The full release from the County Attorney’s office is below in bold:
In the days prior to the shooting, a citizen familiar with Nicholas Garcia, advised law enforcement that Garcia had been receiving ammunition via common carrier delivery. The citizen advised that Garcia was angry at the police and threatened that he would engage in a gun battle, if he was ever stopped by the police. Garcia, who was a felon and registered sex offender, informed the citizen that he hated having to register as a sex offender, and blamed the police for his situation. Further investigation was conducted, and as a result, a federal search warrant was obtained for Garcia’s residence in Riverton. The warrant was based on the fact that Garcia was a felon, and thus prohibited from purchasing or possessing firearms or ammunition for firearms.
Owing to Garcia’s threats and the danger involved, a specific operational plan for execution of the warrant was developed. The plan involved a combination of Federal Law enforcement and the Riverton Police Department.

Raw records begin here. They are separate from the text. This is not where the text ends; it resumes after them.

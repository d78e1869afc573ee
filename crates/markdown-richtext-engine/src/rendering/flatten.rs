//! Plain-text fallbacks for content nested deeper than the renderer follows.
//! Both walks use an explicit work list so input depth never reaches the
//! call stack.

use super::LINE_SEPARATOR;
use crate::models::{Block, Inline};

pub(crate) fn inline_text(inlines: &[Inline]) -> String {
    let mut out = String::new();
    let mut work: Vec<&Inline> = inlines.iter().rev().collect();
    while let Some(node) = work.pop() {
        match node {
            Inline::Text(t) | Inline::Code(t) | Inline::Html(t) => out.push_str(t),
            Inline::SoftBreak => out.push(' '),
            Inline::LineBreak => out.push(LINE_SEPARATOR),
            Inline::Image { .. } => {}
            structural => work.extend(structural.children().iter().rev()),
        }
    }
    out
}

/// Text of every leaf block, one per line.
pub(crate) fn blocks_text(blocks: &[Block]) -> String {
    let mut lines: Vec<String> = Vec::new();
    let mut work: Vec<&Block> = blocks.iter().rev().collect();
    while let Some(block) = work.pop() {
        match block {
            Block::Paragraph(content) | Block::Heading { content, .. } => {
                lines.push(inline_text(content))
            }
            Block::CodeBlock(text) | Block::HtmlBlock(text) => {
                lines.push(text.trim_end_matches('\n').to_string())
            }
            Block::ThematicBreak => {}
            Block::BlockQuote(children) => work.extend(children.iter().rev()),
            Block::BulletList { items, .. } | Block::OrderedList { items, .. } => work.extend(
                items
                    .iter()
                    .rev()
                    .flat_map(|item| item.blocks.iter().rev()),
            ),
        }
    }
    lines.join(&LINE_SEPARATOR.to_string())
}
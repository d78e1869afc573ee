use super::tags::OpenTag;
use crate::models::{Alignment, Color, Inline, Run};
use crate::rendering::state::RenderState;
use crate::style::Style;

/// Discriminant of a scope; a closing tag only finalizes a scope of the
/// same kind.
#[derive(Debug, Clone, Copy, PartialEq, Eq)]
pub enum ScopeKind {
    Underline,
    ColorFont,
    CenterParagraph,
    InlineHeading,
    Link,
}

#[derive(Debug, Clone, PartialEq)]
pub(crate) enum ScopePayload {
    Underline,
    ColorFont { background: Option<Color> },
    CenterParagraph { opened_by: &'static str },
    InlineHeading,
    Link { target: String },
}

/// Content accumulated by an open scope, in order.
#[derive(Debug, Clone, PartialEq)]
pub(crate) enum Pending {
    /// A literal node, rendered with the scope's state at finalization
    Node(Inline),
    /// Output of a nested scope or void tag, already rendered
    Runs(Vec<Run>),
}

/// One entry of the inline scope stack.
#[derive(Debug, Clone, PartialEq)]
pub(crate) struct ScopeFrame {
    pub payload: ScopePayload,
    /// State the scope's content is rendered in
    pub state: RenderState,
    pub children: Vec<Pending>,
}

impl ScopeFrame {
    /// Opens a scope under `parent`. `resolve` turns an anchor's href into
    /// a link target.
    pub fn open(
        tag: OpenTag,
        parent: &RenderState,
        style: &Style,
        resolve: impl Fn(&str) -> String,
    ) -> Self {
        let (payload, state) = match tag {
            OpenTag::Underline => (ScopePayload::Underline, parent.clone()),
            OpenTag::Bold => (
                ScopePayload::ColorFont { background: None },
                parent.with_font(parent.font.bold()),
            ),
            OpenTag::Italic => (
                ScopePayload::ColorFont { background: None },
                parent.with_font(parent.font.italic()),
            ),
            OpenTag::Styled(overrides) => (
                ScopePayload::ColorFont {
                    background: overrides.background,
                },
                overrides.apply(parent),
            ),
            OpenTag::Anchor { href } => {
                let state = match style.link_color {
                    Some(color) => parent.with_color(color),
                    None => parent.clone(),
                };
                (
                    ScopePayload::Link {
                        target: resolve(&href),
                    },
                    state,
                )
            }
            OpenTag::Center { opened_by } => {
                (ScopePayload::CenterParagraph { opened_by }, parent.clone())
            }
            OpenTag::Heading { level, style: overrides } => {
                let heading = parent.with_font(
                    parent.font.bold().scaled(style.heading_scale_for(level)),
                );
                (ScopePayload::InlineHeading, overrides.apply(&heading))
            }
        };
        Self {
            payload,
            state,
            children: Vec::new(),
        }
    }

    pub fn kind(&self) -> ScopeKind {
        match self.payload {
            ScopePayload::Underline => ScopeKind::Underline,
            ScopePayload::ColorFont { .. } => ScopeKind::ColorFont,
            ScopePayload::CenterParagraph { .. } => ScopeKind::CenterParagraph,
            ScopePayload::InlineHeading => ScopeKind::InlineHeading,
            ScopePayload::Link { .. } => ScopeKind::Link,
        }
    }

    /// True for a centered scope opened by `<p align=center>`, which `</p>`
    /// closes.
    pub fn opened_by_paragraph(&self) -> bool {
        matches!(
            self.payload,
            ScopePayload::CenterParagraph { opened_by: "p" }
        )
    }

    pub fn is_empty(&self) -> bool {
        self.children.is_empty()
    }

    /// Applies the scope's own attributes to its rendered content. Runs that
    /// already carry the attribute from an inner scope keep it.
    pub fn overlay(&self, runs: &mut [Run]) {
        match &self.payload {
            ScopePayload::Underline => {
                for run in runs {
                    run.attributes.underline = true;
                }
            }
            ScopePayload::ColorFont { background: Some(bg) } => {
                for run in runs {
                    run.attributes.background.get_or_insert(*bg);
                }
            }
            ScopePayload::ColorFont { background: None } | ScopePayload::InlineHeading => {}
            ScopePayload::CenterParagraph { .. } => {
                for run in runs {
                    run.alignment.get_or_insert(Alignment::Center);
                }
            }
            ScopePayload::Link { target } => {
                for run in runs {
                    run.attributes
                        .link
                        .get_or_insert_with(|| target.clone());
                }
            }
        }
    }
}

Prior to full implementation of the operational plan, Garcia left his residence which forced two ATF agents, by themselves, to follow Garcia in their unmarked vehicle. Garcia realized he was being followed and attempted to return to his residence. The agents observed Garcia repeatedly glancing in his rearview mirror of the Ford F250 he was driving. Because of the concern that weapons and ammunition were located in Garcia’s residence, and the advantage that Garcia would have at his residence, the agents made the decision to activate lights and siren to stop the vehicle at the corner of North 1st East and Monroe in Riverton, approximately 1 city block from Garcia’s residence. Riverton police had been notified, but had not yet arrived.
Garcia rolled his vehicle to a stop, immediately exited his vehicle with a black 9 mm, aimed his weapon at the agents and began firing. Garcia moved towards the agents as he fired. The agents retrieved their weapons and returned fire. Garcia returned to the front of his F250, gun still in hand, seeking a better tactical position. Garcia was mortally wounded, at this location, by the agents’ return fire. Neither agent was hit by Garcia’s bullets, although one of Garcia’s bullets came to rest inside a home nearby. Also, spent shell casings from Garcia’s weapon were recovered at the scene.

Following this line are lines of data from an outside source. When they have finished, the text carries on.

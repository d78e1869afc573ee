use super::lists::ListLayout;
use super::paragraph::{build_paragraph_style, coalesce, edit_runs};
use super::state::{ParagraphEdit, RenderState};
use super::{
    HTML_SENTINEL, LINE_SEPARATOR, MAX_BLOCK_DEPTH, NO_BREAK_SPACE, PARAGRAPH_SEPARATOR, Renderer,
    flatten,
};
use crate::models::{Alignment, Block, Inline, ListItem, Paragraph, RenderedDocument, Run};

impl<'a> Renderer<'a> {
    /// Renders sibling blocks. Only the first sibling sees the queued edits;
    /// later ones get their continuation.
    pub(crate) fn render_blocks(
        &self,
        blocks: &[Block],
        state: &RenderState,
        has_successor: bool,
        out: &mut RenderedDocument,
    ) {
        for (i, block) in blocks.iter().enumerate() {
            let block_state = if i == 0 { state.clone() } else { state.continued() };
            let successor = has_successor || i + 1 < blocks.len();
            self.render_block(block, &block_state, successor, out);
        }
    }

    fn render_block(
        &self,
        block: &Block,
        state: &RenderState,
        has_successor: bool,
        out: &mut RenderedDocument,
    ) {
        if block.is_container() && state.depth >= MAX_BLOCK_DEPTH {
            log::debug!("block nesting limit reached; flattening to text");
            let text = flatten::blocks_text(std::slice::from_ref(block));
            let runs = vec![Run::new(text, state.attributes())];
            self.emit_paragraphs(state, runs, has_successor, out);
            return;
        }

        match block {
            Block::Paragraph(content) => {
                self.render_inline_block(content, state, has_successor, out)
            }
            Block::Heading { level, content } => {
                let mut heading = state.with_font(
                    state
                        .font
                        .bold()
                        .scaled(self.style.heading_scale_for(*level)),
                );
                heading.paragraph_spacing = self.style.heading_spacing;
                self.render_inline_block(content, &heading, has_successor, out)
            }
            Block::BlockQuote(children) => {
                let mut quote = state.with_font(state.font.italic());
                quote.head_indent += self.style.head_indent_step;
                quote.tail_indent += self.style.tail_indent_step;
                quote.tab_stops.push(quote.head_indent);
                quote.edits.push(ParagraphEdit::Indent(1));
                quote.depth += 1;
                self.render_blocks(children, &quote, has_successor, out)
            }
            Block::BulletList { items, tight } => {
                let layout = ListLayout::bullet(self.style, state);
                self.render_list(&layout, items, *tight, state, has_successor, out)
            }
            Block::OrderedList {
                items,
                tight,
                start,
            } => {
                let layout =
                    ListLayout::ordered(self.style, state, self.measurer, *start, items.len());
                self.render_list(&layout, items, *tight, state, has_successor, out)
            }
            Block::CodeBlock(code) => {
                let code_state =
                    state.with_font(state.font.monospace().scaled(self.style.code_font_scale));
                let mut attributes = code_state.attributes();
                attributes.background = self.style.code_background;
                let normalized = code.replace("\r\n", "\n");
                let code = normalized.strip_suffix('\n').unwrap_or(&normalized);
                let text = code.replace('\n', &LINE_SEPARATOR.to_string());
                let runs = vec![Run::new(text, attributes)];
                self.emit_paragraphs(&code_state, runs, has_successor, out)
            }
            Block::HtmlBlock(raw) => {
                let content = self.recover_html_block(raw);
                self.render_inline_block(&content, state, has_successor, out)
            }
            Block::ThematicBreak => {
                let mut attributes = state.attributes();
                attributes.strikethrough = true;
                let runs = vec![Run::new(NO_BREAK_SPACE, attributes)];
                self.emit_paragraphs(state, runs, has_successor, out)
            }
        }
    }

    fn render_list(
        &self,
        layout: &ListLayout,
        items: &[ListItem],
        tight: bool,
        state: &RenderState,
        has_successor: bool,
        out: &mut RenderedDocument,
    ) {
        let list_state = layout.item_state(self.style, state, tight);
        let empty_item = [Block::Paragraph(Vec::new())];
        for (i, item) in items.iter().enumerate() {
            let item_state = if i == 0 {
                list_state.clone()
            } else {
                list_state.continued()
            };
            let blocks: &[Block] = if item.blocks.is_empty() {
                &empty_item
            } else {
                &item.blocks
            };
            for (j, block) in blocks.iter().enumerate() {
                let mut block_state = if j == 0 {
                    item_state.clone()
                } else {
                    item_state.continued()
                };
                block_state.edits.push(if j == 0 {
                    layout.marker(i)
                } else {
                    ParagraphEdit::Indent(2)
                });
                let successor = has_successor || i + 1 < items.len() || j + 1 < blocks.len();
                self.render_block(block, &block_state, successor, out);
            }
        }
    }

    /// Re-parses an HTML block with a sentinel prefix so it reads as one
    /// paragraph with inline HTML, then removes the sentinel. Block-level
    /// tags on their own line would start a new HTML block, so a second
    /// attempt joins the lines first.
    fn recover_html_block(&self, raw: &str) -> Vec<Inline> {
        let raw = raw.trim_end();
        let joined = join_html_lines(raw);
        for candidate in [raw, joined.as_str()] {
            if let Some(inlines) = self.reparse_as_paragraph(candidate) {
                return inlines;
            }
        }
        log::debug!("html block did not re-parse as one paragraph; keeping it literal");
        vec![Inline::Html(raw.to_string())]
    }

    fn reparse_as_paragraph(&self, raw: &str) -> Option<Vec<Inline>> {
        let document = self.parser.parse(&format!("{HTML_SENTINEL} {raw}"));
        let [Block::Paragraph(inlines)] = document.blocks.as_slice() else {
            return None;
        };
        let Some(Inline::Text(first)) = inlines.first() else {
            return None;
        };
        let rest = first.strip_prefix(HTML_SENTINEL)?.trim_start();
        let mut recovered = inlines.clone();
        if rest.is_empty() {
            recovered.remove(0);
        } else {
            recovered[0] = Inline::text(rest);
        }
        Some(recovered)
    }

    fn render_inline_block(
        &self,
        content: &[Inline],
        state: &RenderState,
        has_successor: bool,
        out: &mut RenderedDocument,
    ) {
        let first_image = out.images.len();
        let runs = self.render_inlines_into(content, state, &mut out.images);
        let paragraph = out.paragraphs.len();
        for image in &mut out.images[first_image..] {
            image.paragraph = paragraph;
        }
        self.emit_paragraphs(state, runs, has_successor, out);
    }

    /// Groups runs into paragraphs. Runs from centered scopes form their own
    /// paragraphs; the first paragraph carries the queued edits and every
    /// paragraph but the document's last ends with a separator.
    fn emit_paragraphs(
        &self,
        state: &RenderState,
        runs: Vec<Run>,
        has_successor: bool,
        out: &mut RenderedDocument,
    ) {
        let segments = split_by_alignment(runs);
        let last = segments.len().saturating_sub(1);
        for (k, (alignment, body)) in segments.into_iter().enumerate() {
            let mut paragraph_runs = if k == 0 { edit_runs(state) } else { Vec::new() };
            paragraph_runs.extend(body);
            if k < last || has_successor {
                paragraph_runs.push(Run::new(PARAGRAPH_SEPARATOR, state.attributes()));
            }
            out.paragraphs.push(Paragraph {
                style: build_paragraph_style(state, self.environment, alignment),
                runs: coalesce(paragraph_runs),
            });
        }
    }
}

/// Joins lines of an HTML block. Lines meeting at a tag are glued directly,
/// other line ends become a space.
fn join_html_lines(raw: &str) -> String {
    let mut joined = String::with_capacity(raw.len());
    for line in raw.lines().map(str::trim).filter(|l| !l.is_empty()) {
        if !joined.is_empty() && !joined.ends_with('>') && !line.starts_with('<') {
            joined.push(' ');
        }
        joined.push_str(line);
    }
    joined
}

/// Splits runs where their requested alignment changes. Whitespace-only
/// segments between aligned ones are dropped.
fn split_by_alignment(runs: Vec<Run>) -> Vec<(Option<Alignment>, Vec<Run>)> {
    let mut segments: Vec<(Option<Alignment>, Vec<Run>)> = Vec::new();
    for mut run in runs {
        let alignment = run.alignment.take();
        match segments.last_mut() {
            Some((current, body)) if *current == alignment => body.push(run),
            _ => segments.push((alignment, vec![run])),
        }
    }
    if segments.len() > 1 {
        segments.retain(|(_, body)| body.iter().any(|r| !r.text.trim().is_empty()));
    }
    if segments.is_empty() {
        segments.push((None, Vec::new()));
    }
    segments
}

The exchange lasted for less than 15 seconds. Riverton Police Department Officers arrived shortly after the gunfire ceased. Life-saving efforts were under taken with RPD assistance, however those efforts failed.
After the fire exchange, Garcia’s F250 pick-up truck was searched. lnside the vehicle, a .308 PTR semi-automatic rifle was located, containing a full 20-round magazine, with a round in the chamber. Also located was a green tactical vest containing 2 additional 20-round .308 magazines and an additional 130 rounds of .308 ammunition. Garcia’s 9mm was located in the area near his body. One full 9mm magazine was removed from his pocket and another 9mm magazine was discovered in the immediate vicinity.
On January 10th, Nicholas Garcia ambushed and attempted to kill two ATF agents. The agents had the right, under Wyoming law, to defend their own lives and each others’ lives using deadly force. Further, these men had the right to continue using that force until it was clear Garcia’s intended course had been stopped. Both men acted reasonably at all times.
This Office shall take no further action.